Busana perempuan di Hindia Belanda yang memadukan kebaya dengan gaya Eropa.
INDOZONE.ID - Busana di Hindia-Belanda mengalami perubahan signifikan akibat pengaruh budaya Indis, terutama dalam pakaian yang dikenakan oleh perempuan.
Kedatangan perempuan Belanda ke Nusantara membawa serta gaya busana khas Eropa, tetapi kondisi iklim tropis yang panas dan lembap membuat mereka mencari alternatif yang lebih nyaman.
Salah satu pilihan yang mereka adopsi adalah kebaya, pakaian tradisional perempuan pribumi yang ringan dan lebih sesuai dengan cuaca.

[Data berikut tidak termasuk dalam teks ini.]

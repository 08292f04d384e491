use pdfmark_core::{CanvasGeometry, DocPoint, PageSize, RenderImage};

const MARKER_RGBA: [u8; 4] = [229, 57, 53, 255];
const HALO_RGBA: [u8; 4] = [255, 255, 255, 255];

/// Paints a crosshair at `point` (document space) onto a raster of a page of
/// `page` size. Points off the page are ignored.
pub fn draw_destination_marker(image: &mut RenderImage, page: PageSize, point: DocPoint) {
    if image.width == 0 || image.height == 0 {
        return;
    }
    let geometry = CanvasGeometry {
        render_width: f64::from(page.width),
        render_height: f64::from(page.height),
        display_width: f64::from(image.width),
        display_height: f64::from(image.height),
    };
    let (cx, cy) = geometry.to_canvas(point);
    if !cx.is_finite() || !cy.is_finite() || !geometry.contains(cx, cy) {
        return;
    }

    let arm = (image.width.min(image.height) / 40).clamp(6, 24) as i64;
    let (cx, cy) = (cx.round() as i64, cy.round() as i64);

    for offset in -arm..=arm {
        for spread in [-1, 1] {
            put(image, cx + offset, cy + spread, HALO_RGBA);
            put(image, cx + spread, cy + offset, HALO_RGBA);
        }
    }
    for offset in -arm..=arm {
        put(image, cx + offset, cy, MARKER_RGBA);
        put(image, cx, cy + offset, MARKER_RGBA);
    }
}

fn put(image: &mut RenderImage, x: i64, y: i64, rgba: [u8; 4]) {
    if x < 0 || y < 0 || x >= i64::from(image.width) || y >= i64::from(image.height) {
        return;
    }
    let index = ((y as usize) * image.width as usize + x as usize) * 4;
    if let Some(pixel) = image.pixels.get_mut(index..index + 4) {
        pixel.copy_from_slice(&rgba);
    }
}
use std::io::Write;

use anyhow::Result;
use crossterm::cursor;
use crossterm::style::{Attribute, Print, PrintStyledContent, SetAttribute};
use crossterm::terminal::{Clear, ClearType};
use pdfmark_core::{CanvasGeometry, DocPoint, Editor, PageSize, RenderImage, VisibleRow};
use pdfmark_tty::{format_row, row_style, write_status_line, CellMetrics, ImagePlacement};

const MAX_RENDER_SCALE: f64 = 8.0;

/// Split of the terminal into tree panel, page area and status line.
#[derive(Debug, Clone, Copy, PartialEq, Eq)]
pub struct Layout {
    pub tree_columns: u16,
    pub page_column: u16,
    pub page_columns: u16,
    pub body_rows: u16,
    pub status_row: u16,
}

impl Layout {
    pub fn new(columns: u16, rows: u16) -> Self {
        let tree_columns = (columns / 3)
            .clamp(24, 60)
            .min(columns.saturating_sub(12))
            .max(1);
        let page_column = tree_columns.saturating_add(1);
        Self {
            tree_columns,
            page_column,
            page_columns: columns.saturating_sub(page_column).max(1),
            body_rows: rows.saturating_sub(1).max(1),
            status_row: rows.saturating_sub(1),
        }
    }
}

/// How the current page is shown: the whole page scaled by the zoom, of
/// which a window the size of the page area is visible.
#[derive(Debug, Clone, Copy, PartialEq)]
pub struct PageView {
    pub placement: ImagePlacement,
    /// Maps the full zoomed page (display pixels) to document space.
    pub geometry: CanvasGeometry,
    pub offset_x: f64,
    pub offset_y: f64,
    pub visible_width: f64,
    pub visible_height: f64,
    pub render_scale: f32,
}

impl PageView {
    pub fn compute(
        page: PageSize,
        zoom: f32,
        layout: &Layout,
        metrics: CellMetrics,
        focus: Option<DocPoint>,
    ) -> Self {
        let (column, columns, rows) = (layout.page_column, layout.page_columns, layout.body_rows);
        let fit = ImagePlacement::fit(page, column, 0, columns, rows, metrics);
        let zoom = f64::from(zoom.max(0.01));
        let full_width = f64::from(fit.columns) * metrics.width * zoom;
        let full_height = f64::from(fit.rows) * metrics.height * zoom;

        let cells = |pixels: f64, cell: f64, limit: u16| {
            ((pixels / cell).round() as u16).clamp(1, limit.max(1))
        };
        let placement = ImagePlacement {
            column,
            row: 0,
            columns: cells(full_width, metrics.width, columns),
            rows: cells(full_height, metrics.height, rows),
        };
        let visible_width = (f64::from(placement.columns) * metrics.width).min(full_width);
        let visible_height = (f64::from(placement.rows) * metrics.height).min(full_height);

        let geometry = CanvasGeometry {
            render_width: f64::from(page.width),
            render_height: f64::from(page.height),
            display_width: full_width,
            display_height: full_height,
        };
        let (focus_x, focus_y) = focus
            .map(|point| geometry.to_canvas(point))
            .filter(|(x, y)| x.is_finite() && y.is_finite())
            .unwrap_or((full_width / 2.0, 0.0));
        let origin = |focus: f64, visible: f64, full: f64| {
            (focus - visible / 2.0).clamp(0.0, (full - visible).max(0.0))
        };

        Self {
            placement,
            geometry,
            offset_x: origin(focus_x, visible_width, full_width),
            offset_y: origin(focus_y, visible_height, full_height),
            visible_width,
            visible_height,
            render_scale: (full_width / f64::from(page.width.max(1.0)))
                .clamp(0.1, MAX_RENDER_SCALE) as f32,
        }
    }

    /// Position of a terminal cell on the full zoomed page. Cells outside
    /// the visible window map outside the page.
    pub fn pointer(&self, column: u16, row: u16, metrics: CellMetrics) -> (f64, f64) {
        let (px, py) = self.placement.cell_to_pixel(column, row, metrics);
        if px < 0.0 || py < 0.0 || px > self.visible_width || py > self.visible_height {
            return (-1.0, -1.0);
        }
        (px + self.offset_x, py + self.offset_y)
    }

    /// The visible window of a raster of the full zoomed page.
    pub fn crop(&self, image: &RenderImage) -> RenderImage {
        if self.geometry.display_width <= 0.0 || self.geometry.display_height <= 0.0 {
            return image.clone();
        }
        let ratio_x = f64::from(image.width) / self.geometry.display_width;
        let ratio_y = f64::from(image.height) / self.geometry.display_height;
        crop_render_image(
            image,
            (self.offset_x * ratio_x).round() as u32,
            (self.offset_y * ratio_y).round() as u32,
            (self.visible_width * ratio_x).round() as u32,
            (self.visible_height * ratio_y).round() as u32,
        )
    }
}

fn crop_render_image(
    image: &RenderImage,
    origin_x: u32,
    origin_y: u32,
    width: u32,
    height: u32,
) -> RenderImage {
    if image.width == 0 || image.height == 0 {
        return image.clone();
    }
    let width = width.clamp(1, image.width);
    let height = height.clamp(1, image.height);
    if width == image.width && height == image.height {
        return image.clone();
    }
    let origin_x = origin_x.min(image.width - width);
    let origin_y = origin_y.min(image.height - height);

    let stride = image.width as usize * 4;
    let mut pixels = Vec::with_capacity(width as usize * height as usize * 4);
    for row in origin_y..origin_y + height {
        let start = row as usize * stride + origin_x as usize * 4;
        pixels.extend_from_slice(&image.pixels[start..start + width as usize * 4]);
    }
    RenderImage {
        width,
        height,
        pixels,
    }
}

/// First visible row of the tree panel, kept so the cursor stays on screen.
#[derive(Debug, Default)]
pub struct TreeScroll {
    offset: usize,
}

impl TreeScroll {
    pub fn offset(&self) -> usize {
        self.offset
    }

    pub fn ensure_visible(&mut self, cursor: usize, height: usize, len: usize) {
        if height == 0 || len == 0 {
            self.offset = 0;
            return;
        }
        self.offset = self.offset.min(len.saturating_sub(height));
        if cursor < self.offset {
            self.offset = cursor;
        } else if cursor >= self.offset + height {
            self.offset = cursor + 1 - height;
        }
    }
}

pub fn draw_tree<W: Write>(
    writer: &mut W,
    rows: &[VisibleRow<'_>],
    cursor: usize,
    scroll: &TreeScroll,
    layout: &Layout,
    batch_mode: bool,
) -> Result<()> {
    let width = usize::from(layout.tree_columns);
    for line in 0..layout.body_rows {
        crossterm::queue!(writer, cursor::MoveTo(0, line))?;
        let index = scroll.offset() + usize::from(line);
        match rows.get(index) {
            Some(row) => {
                let text = format_row(row, batch_mode, width);
                let style = row_style(row.node, index == cursor);
                crossterm::queue!(writer, PrintStyledContent(style.apply(text)))?;
            }
            None if rows.is_empty() && line == 0 => {
                let hint = format!("{:width$}", " no bookmarks (a: add)", width = width);
                crossterm::queue!(
                    writer,
                    SetAttribute(Attribute::Dim),
                    Print(hint.chars().take(width).collect::<String>()),
                    SetAttribute(Attribute::Reset)
                )?;
            }
            None => crossterm::queue!(writer, Print(" ".repeat(width)))?,
        }
        crossterm::queue!(writer, cursor::MoveTo(layout.tree_columns, line), Print('│'))?;
    }
    writer.flush()?;
    Ok(())
}

pub fn draw_status<W: Write>(writer: &mut W, layout: &Layout, status: &str) -> Result<()> {
    crossterm::queue!(
        writer,
        cursor::MoveTo(0, layout.status_row),
        Clear(ClearType::CurrentLine),
        SetAttribute(Attribute::Reverse)
    )?;
    write_status_line(writer, status)?;
    crossterm::execute!(writer, SetAttribute(Attribute::Reset))?;
    Ok(())
}

/// Base status text: file, page, zoom, bookmark count, batch selection,
/// picking readout.
pub fn format_status(editor: &Editor, file_name: &str, dirty: bool) -> String {
    let mut status = format!(
        " {}{} | page {}/{} | {:.0}% | {} bookmarks",
        file_name,
        if dirty { " [+]" } else { "" },
        editor.current_page(),
        editor.page_count(),
        editor.zoom() * 100.0,
        editor.tree().len()
    );
    if editor.selection().is_batch_mode() {
        status.push_str(&format!(" | batch: {} selected", editor.selection().len()));
    }
    if !editor.search_query().is_empty() {
        status.push_str(&format!(" | /{}", editor.search_query()));
    }
    if editor.picker().is_picking() {
        match editor.picker().readout() {
            Some(point) => status.push_str(&format!(
                " | pick: x={:.0} y={:.0} (click to set, Esc cancels)",
                point.x, point.y
            )),
            None => status.push_str(" | pick: click on the page (Esc cancels)"),
        }
    }
    status
}

pub fn combine_status(base: String, extra: Option<&str>) -> String {
    match extra.filter(|s| !s.is_empty()) {
        Some(extra) => format!("{base} | {extra}"),
        None => base,
    }
}

#[cfg(test)]
mod tests {
    use pdfmark_core::{BookmarkTree, EditorConfig};

    use super::*;

    const SQUARE: PageSize = PageSize {
        width: 400.0,
        height: 400.0,
    };

    fn layout() -> Layout {
        // Page area: columns 31..=80 (50 cells), rows 0..20.
        Layout {
            tree_columns: 30,
            page_column: 31,
            page_columns: 50,
            body_rows: 20,
            status_row: 20,
        }
    }

    #[test]
    fn layout_leaves_room_for_the_page() {
        let layout = Layout::new(120, 40);
        assert_eq!(layout.tree_columns, 40);
        assert_eq!(layout.page_column, 41);
        assert_eq!(layout.page_columns, 79);
        assert_eq!((layout.body_rows, layout.status_row), (39, 39));

        let narrow = Layout::new(30, 10);
        assert_eq!(narrow.tree_columns, 18);
        assert_eq!(narrow.page_columns, 11);
    }

    #[test]
    fn unzoomed_pages_are_shown_whole() {
        let metrics = CellMetrics::FALLBACK;
        let view = PageView::compute(SQUARE, 1.0, &layout(), metrics, None);
        // 20 rows * 16px = 320px limits the square page; 320 / 8 = 40 columns.
        assert_eq!((view.placement.columns, view.placement.rows), (40, 20));
        assert_eq!((view.offset_x, view.offset_y), (0.0, 0.0));
        assert_eq!(view.geometry.display_width, 320.0);
        assert!((view.render_scale - 0.8).abs() < 1e-6);

        // Top-left cell of the page area lands near the page's top-left corner.
        let (px, py) = view.pointer(31, 0, metrics);
        let point = view.geometry.to_document(px, py);
        assert!((point.x - 5.0).abs() < 1e-9);
        assert!((point.y - 390.0).abs() < 1e-9);

        // The tree panel is outside the page.
        let (px, py) = view.pointer(10, 0, metrics);
        assert!(!view.geometry.contains(px, py));
    }

    #[test]
    fn zoomed_pages_center_on_the_focus() {
        let metrics = CellMetrics::FALLBACK;
        let focus = DocPoint { x: 200.0, y: 200.0 };
        let view = PageView::compute(SQUARE, 2.0, &layout(), metrics, Some(focus));
        // Full page is 640x640 display pixels, the window 400x320.
        assert_eq!(view.geometry.display_width, 640.0);
        assert_eq!((view.visible_width, view.visible_height), (400.0, 320.0));
        assert_eq!((view.offset_x, view.offset_y), (120.0, 160.0));

        // A click in the middle of the window picks the focus point.
        let (px, py) = view.pointer(31 + 25, 10, metrics);
        let point = view.geometry.to_document(px - 4.0, py - 8.0);
        assert!((point.x - 200.0).abs() < 1e-9);
        assert!((point.y - 200.0).abs() < 1e-9);

        let raster = RenderImage {
            width: 640,
            height: 640,
            pixels: vec![0; 640 * 640 * 4],
        };
        let cropped = view.crop(&raster);
        assert_eq!((cropped.width, cropped.height), (400, 320));
    }

    #[test]
    fn crop_keeps_the_requested_window() {
        let image = RenderImage {
            width: 3,
            height: 2,
            pixels: (0..24).collect(),
        };
        let cropped = crop_render_image(&image, 1, 1, 2, 1);
        assert_eq!((cropped.width, cropped.height), (2, 1));
        assert_eq!(cropped.pixels, (16..24).collect::<Vec<u8>>());
    }

    #[test]
    fn scroll_follows_the_cursor() {
        let mut scroll = TreeScroll::default();
        scroll.ensure_visible(12, 5, 20);
        assert_eq!(scroll.offset(), 8);
        scroll.ensure_visible(3, 5, 20);
        assert_eq!(scroll.offset(), 3);
        scroll.ensure_visible(0, 5, 2);
        assert_eq!(scroll.offset(), 0);
    }

    #[test]
    fn status_reports_page_zoom_and_modes() {
        let mut tree = BookmarkTree::new();
        tree.add_top_level("Intro", 1).unwrap();
        let mut editor = Editor::new(5, tree, &EditorConfig::default());
        editor
            .apply(pdfmark_core::Command::GotoPage { page: 3 })
            .unwrap();
        editor
            .apply(pdfmark_core::Command::ToggleBatchMode)
            .unwrap();

        let status = format_status(&editor, "paper.pdf", true);
        assert_eq!(
            status,
            " paper.pdf [+] | page 3/5 | 100% | 1 bookmarks | batch: 0 selected"
        );
        assert_eq!(
            combine_status(status.clone(), Some("saved")),
            format!("{status} | saved")
        );
        assert_eq!(combine_status(status.clone(), Some("")), status);
    }
}
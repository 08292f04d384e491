pub mod bookmark;
pub mod config;
pub mod document;
pub mod editor;
pub mod error;
pub mod history;
pub mod picker;
pub mod selection;
pub mod state;
pub mod transfer;
pub mod tree;

pub use bookmark::{
    clean_title, BookmarkColor, BookmarkEdit, BookmarkId, BookmarkNode, BookmarkStyle, Destination,
};
pub use config::{EditorConfig, ZoomConfig};
pub use document::{
    document_id_for_path, DocumentBackend, DocumentId, DocumentInfo, DocumentMetadata,
    DocumentProvider, PageRenderer, PageSize, RenderGeneration, RenderImage, RenderRequest,
    RenderTicket,
};
pub use editor::{Command, EditDraft, Editor, EditorEvent, VisibleRow};
pub use error::{ConfigError, EditorError, ImportError};
pub use history::History;
pub use picker::{
    CanvasGeometry, DestinationMarker, DestinationPicker, DocPoint, PickedDestination,
};
pub use selection::{CollapsedSet, SelectionSet};
pub use state::{FileStateStore, MemoryStateStore, PersistedViewState, StateStore};
pub use transfer::{export_csv, export_json, import_csv, import_json, Imported};
pub use tree::{matches_search, BookmarkTree, FlatBookmark};
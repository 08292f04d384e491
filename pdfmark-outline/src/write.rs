use lopdf::{dictionary, encode_utf16_be, Dictionary, Document, Object, ObjectId, StringFormat};
use pdfmark_core::{BookmarkNode, BookmarkStyle, BookmarkTree};
use tracing::debug;

use crate::{catalog_id, OutlineError};

pub(crate) fn write(doc: &mut Document, tree: &BookmarkTree) -> Result<(), OutlineError> {
    let pages: Vec<ObjectId> = doc.get_pages().into_values().collect();
    if pages.is_empty() {
        return Err(OutlineError::NoPages);
    }
    let catalog_id = catalog_id(doc)?;

    let outlines = if tree.is_empty() {
        None
    } else {
        let outlines_id = doc.new_object_id();
        let items = write_items(doc, tree.roots(), outlines_id, &pages);
        let mut outlines = dictionary! {
            "Type" => "Outlines",
            "Count" => Object::Integer(items.len() as i64),
        };
        if let (Some(first), Some(last)) = (items.first(), items.last()) {
            outlines.set("First", Object::Reference(*first));
            outlines.set("Last", Object::Reference(*last));
        }
        doc.objects.insert(outlines_id, Object::Dictionary(outlines));
        Some(outlines_id)
    };

    let catalog = doc
        .get_object_mut(catalog_id)
        .and_then(Object::as_dict_mut)
        .map_err(|_| OutlineError::MissingCatalog)?;
    match outlines {
        Some(outlines_id) => catalog.set("Outlines", Object::Reference(outlines_id)),
        None => {
            catalog.remove(b"Outlines");
        }
    }

    // Entries of the replaced outline are now unreachable.
    let pruned = doc.prune_objects();
    debug!(pruned = pruned.len(), "replaced outline");
    Ok(())
}

/// Writes one sibling list and returns the item ids in order.
fn write_items(
    doc: &mut Document,
    nodes: &[BookmarkNode],
    parent: ObjectId,
    pages: &[ObjectId],
) -> Vec<ObjectId> {
    let ids: Vec<ObjectId> = nodes.iter().map(|_| doc.new_object_id()).collect();

    for (index, node) in nodes.iter().enumerate() {
        let mut item = dictionary! {
            "Title" => Object::String(encode_utf16_be(&node.title), StringFormat::Hexadecimal),
            "Parent" => Object::Reference(parent),
            "Dest" => destination(node, pages),
        };
        if index > 0 {
            item.set("Prev", Object::Reference(ids[index - 1]));
        }
        if let Some(next) = ids.get(index + 1) {
            item.set("Next", Object::Reference(*next));
        }

        let children = write_items(doc, &node.children, ids[index], pages);
        if let (Some(first), Some(last)) = (children.first(), children.last()) {
            item.set("First", Object::Reference(*first));
            item.set("Last", Object::Reference(*last));
            item.set("Count", Object::Integer(children.len() as i64));
        }

        set_appearance(&mut item, node);
        doc.objects.insert(ids[index], Object::Dictionary(item));
    }
    ids
}

/// `[page /XYZ left top zoom]`, with `null` for unset components. The page
/// is clamped to the document.
fn destination(node: &BookmarkNode, pages: &[ObjectId]) -> Object {
    let index = (node.page.max(1) as usize - 1).min(pages.len() - 1);
    let real = |value: Option<f64>| value.map_or(Object::Null, |v| Object::Real(v as _));
    Object::Array(vec![
        Object::Reference(pages[index]),
        Object::Name(b"XYZ".to_vec()),
        real(node.dest_x),
        real(node.dest_y),
        real(node.zoom.filter(|zoom| *zoom > 0.0).map(|zoom| zoom / 100.0)),
    ])
}

fn set_appearance(item: &mut Dictionary, node: &BookmarkNode) {
    if let Some(color) = node.color {
        let components = color
            .to_rgb()
            .into_iter()
            .map(|c| Object::Real(c as _))
            .collect::<Vec<_>>();
        item.set("C", Object::Array(components));
    }
    let flags = node.style.map_or(0, BookmarkStyle::flags);
    if flags > 0 {
        item.set("F", Object::Integer(flags));
    }
}

#[cfg(test)]
mod tests {
    use pdfmark_core::{BookmarkColor, BookmarkEdit, Destination};

    use super::*;
    use crate::fixtures::blank_document;
    use crate::OutlineDocument;

    fn sample_tree() -> BookmarkTree {
        let mut tree = BookmarkTree::new();
        let chapter = tree.add_top_level("Chapter 1 \u{2013} Überblick", 1).unwrap();
        let section = tree.add_child(&chapter, "Section 1.1", 2).unwrap();
        tree.add_child(&chapter, "Section 1.2", 3).unwrap();
        let appendix = tree.add_top_level("Appendix", 42).unwrap();
        tree.edit(
            &section,
            &BookmarkEdit {
                color: Some(Some(BookmarkColor::Purple)),
                style: Some(Some(BookmarkStyle::Italic)),
                destination: Some(Some(Destination {
                    x: Some(36.0),
                    y: Some(500.0),
                    zoom: Some(125.0),
                })),
                ..BookmarkEdit::default()
            },
        )
        .unwrap();
        tree.edit(
            &appendix,
            &BookmarkEdit {
                color: Some(Some(BookmarkColor::Custom([0x33, 0x66, 0x99]))),
                ..BookmarkEdit::default()
            },
        )
        .unwrap();
        tree
    }

    #[test]
    fn written_outline_links_items_together() {
        let (doc, _, pages) = blank_document(3);
        let mut document = OutlineDocument::from_document(doc);
        document.write_bookmarks(&sample_tree()).unwrap();

        let doc = document.document();
        let catalog = crate::catalog(doc).unwrap();
        let outlines_id = catalog.get(b"Outlines").unwrap().as_reference().unwrap();
        let outlines = doc.get_object(outlines_id).unwrap().as_dict().unwrap();
        assert_eq!(outlines.get(b"Count").unwrap().as_i64().unwrap(), 2);

        let first_id = outlines.get(b"First").unwrap().as_reference().unwrap();
        let first = doc.get_object(first_id).unwrap().as_dict().unwrap();
        assert_eq!(first.get(b"Parent").unwrap().as_reference().unwrap(), outlines_id);
        assert_eq!(first.get(b"Count").unwrap().as_i64().unwrap(), 2);
        assert!(first.get(b"Prev").is_err());

        let appendix_id = outlines.get(b"Last").unwrap().as_reference().unwrap();
        let appendix = doc.get_object(appendix_id).unwrap().as_dict().unwrap();
        assert_eq!(appendix.get(b"Prev").unwrap().as_reference().unwrap(), first_id);
        // Page 42 is clamped to the last page.
        let dest = appendix.get(b"Dest").unwrap().as_array().unwrap();
        assert_eq!(dest[0].as_reference().unwrap(), pages[2]);
        assert!(matches!(dest[2], Object::Null));
    }

    #[test]
    fn saved_outline_extracts_back_to_the_same_forest() {
        let (doc, _, _) = blank_document(3);
        let mut document = OutlineDocument::from_document(doc);
        let tree = sample_tree();
        document.write_bookmarks(&tree).unwrap();
        let bytes = document.to_bytes().unwrap();

        let reloaded = OutlineDocument::from_bytes(&bytes).unwrap();
        assert_eq!(reloaded.page_count(), 3);
        let extracted = reloaded.extract_bookmarks().unwrap();

        let shape = |tree: &BookmarkTree| -> Vec<(String, usize)> {
            tree.flatten()
                .into_iter()
                .map(|e| (e.node.title.clone(), e.level))
                .collect()
        };
        assert_eq!(shape(&extracted), shape(&tree));

        let section = &extracted.roots()[0].children[0];
        assert_eq!(section.page, 2);
        assert_eq!(section.color, Some(BookmarkColor::Purple));
        assert_eq!(section.style, Some(BookmarkStyle::Italic));
        assert_eq!(section.dest_x, Some(36.0));
        assert_eq!(section.dest_y, Some(500.0));
        assert_eq!(section.zoom, Some(125.0));

        let appendix = &extracted.roots()[1];
        assert_eq!(appendix.page, 3);
        assert_eq!(appendix.color, Some(BookmarkColor::Custom([0x33, 0x66, 0x99])));
        assert!(appendix.style.is_none());
    }

    #[test]
    fn empty_tree_removes_the_outline() {
        let (doc, _, _) = blank_document(1);
        let mut document = OutlineDocument::from_document(doc);
        document.write_bookmarks(&sample_tree()).unwrap();
        document.write_bookmarks(&BookmarkTree::default()).unwrap();

        let catalog = crate::catalog(document.document()).unwrap();
        assert!(catalog.get(b"Outlines").is_err());
        assert!(document.extract_bookmarks().unwrap().is_empty());
    }

    #[test]
    fn documents_without_pages_are_rejected() {
        let (mut doc, _, _) = blank_document(0);
        assert!(matches!(
            write(&mut doc, &sample_tree()),
            Err(OutlineError::NoPages)
        ));
    }

    #[test]
    fn save_writes_a_loadable_file() {
        let dir = tempfile::tempdir().unwrap();
        let path = dir.path().join("out.pdf");
        let (doc, _, _) = blank_document(2);
        let mut document = OutlineDocument::from_document(doc);
        document.write_bookmarks(&sample_tree()).unwrap();
        document.save(&path).unwrap();

        let reloaded = OutlineDocument::load(&path).unwrap();
        assert_eq!(reloaded.extract_bookmarks().unwrap().len(), 4);
    }
}
use crossterm::terminal;
use pdfmark_core::{CanvasGeometry, PageSize};

/// Pixel size of one terminal cell.
#[derive(Debug, Clone, Copy, PartialEq)]
pub struct CellMetrics {
    pub width: f64,
    pub height: f64,
}

impl CellMetrics {
    pub const FALLBACK: CellMetrics = CellMetrics {
        width: 8.0,
        height: 16.0,
    };

    /// Asks the terminal for its pixel size; terminals that do not report
    /// one get [`CellMetrics::FALLBACK`].
    pub fn detect() -> Self {
        match terminal::window_size() {
            Ok(size) if size.width > 0 && size.height > 0 && size.columns > 0 && size.rows > 0 => {
                CellMetrics {
                    width: f64::from(size.width) / f64::from(size.columns),
                    height: f64::from(size.height) / f64::from(size.rows),
                }
            }
            _ => Self::FALLBACK,
        }
    }
}

/// Where the page image sits on screen, in cells.
#[derive(Debug, Clone, Copy, PartialEq, Eq)]
pub struct ImagePlacement {
    pub column: u16,
    pub row: u16,
    pub columns: u16,
    pub rows: u16,
}

impl ImagePlacement {
    /// Largest placement inside the given cell area that keeps the page's
    /// aspect ratio.
    pub fn fit(
        page: PageSize,
        column: u16,
        row: u16,
        columns: u16,
        rows: u16,
        metrics: CellMetrics,
    ) -> Self {
        let avail_width = f64::from(columns) * metrics.width;
        let avail_height = f64::from(rows) * metrics.height;
        let page_width = f64::from(page.width.max(1.0));
        let page_height = f64::from(page.height.max(1.0));

        let scale = (avail_width / page_width).min(avail_height / page_height);
        let fitted_columns = ((page_width * scale) / metrics.width).round() as u16;
        let fitted_rows = ((page_height * scale) / metrics.height).round() as u16;

        Self {
            column,
            row,
            columns: fitted_columns.clamp(1, columns.max(1)),
            rows: fitted_rows.clamp(1, rows.max(1)),
        }
    }

    /// Mapping between the displayed image and the page it shows.
    pub fn geometry(&self, page: PageSize, metrics: CellMetrics) -> CanvasGeometry {
        CanvasGeometry {
            render_width: f64::from(page.width),
            render_height: f64::from(page.height),
            display_width: f64::from(self.columns) * metrics.width,
            display_height: f64::from(self.rows) * metrics.height,
        }
    }

    /// Center of a terminal cell relative to the image's top-left corner, in
    /// display pixels. Cells outside the image give coordinates outside it.
    pub fn cell_to_pixel(&self, column: u16, row: u16, metrics: CellMetrics) -> (f64, f64) {
        (
            (f64::from(column) - f64::from(self.column) + 0.5) * metrics.width,
            (f64::from(row) - f64::from(self.row) + 0.5) * metrics.height,
        )
    }
}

Adopsi kebaya oleh perempuan Belanda bukan sekadar karena faktor kenyamanan, tetapi juga akibat interaksi dengan perempuan pribumi yang bekerja di rumah mereka.
Baca Juga: Kebaya Janggan: Busana Bersejarah Istri Pangeran Diponegoro yang Sarat Makna
Bahkan, para Nyai, sebutan bagi perempuan pribumi yang menjadi pasangan laki-laki Belanda, juga mengenakan kebaya dengan bawahan sarung, menjadikannya semakin dikenal di kalangan orang Eropa.
Meski demikian, terdapat perbedaan mencolok antara kebaya perempuan pribumi dan kebaya yang dikenakan oleh perempuan Belanda.
Kebaya pribumi umumnya sederhana, berlengan panjang, tipis, serta dihiasi sulaman halus tanpa kancing, digantikan oleh peniti atau bros sebagai pengikat.
Sementara itu, perempuan Belanda memodifikasi kebaya mereka dengan menggunakan kain yang lebih mewah, seperti brokat dan renda, serta sarung batik dengan desain dan warna yang tetap mempertahankan unsur Barat.
Baca Juga: Kebaya Resmi Jadi Warisan Budaya Takbenda UNESCO, Kebanggaan Bersama Asia Tenggara!
Tak hanya perempuan, kaum pria juga mengalami perubahan dalam gaya busana mereka.
Laki-laki pribumi, terutama di Jawa, mulai mengenakan setelan jas berdasi yang dipadukan dengan bawahan kain batik dan penutup kepala, seperti yang lazim ditemukan di Surakarta.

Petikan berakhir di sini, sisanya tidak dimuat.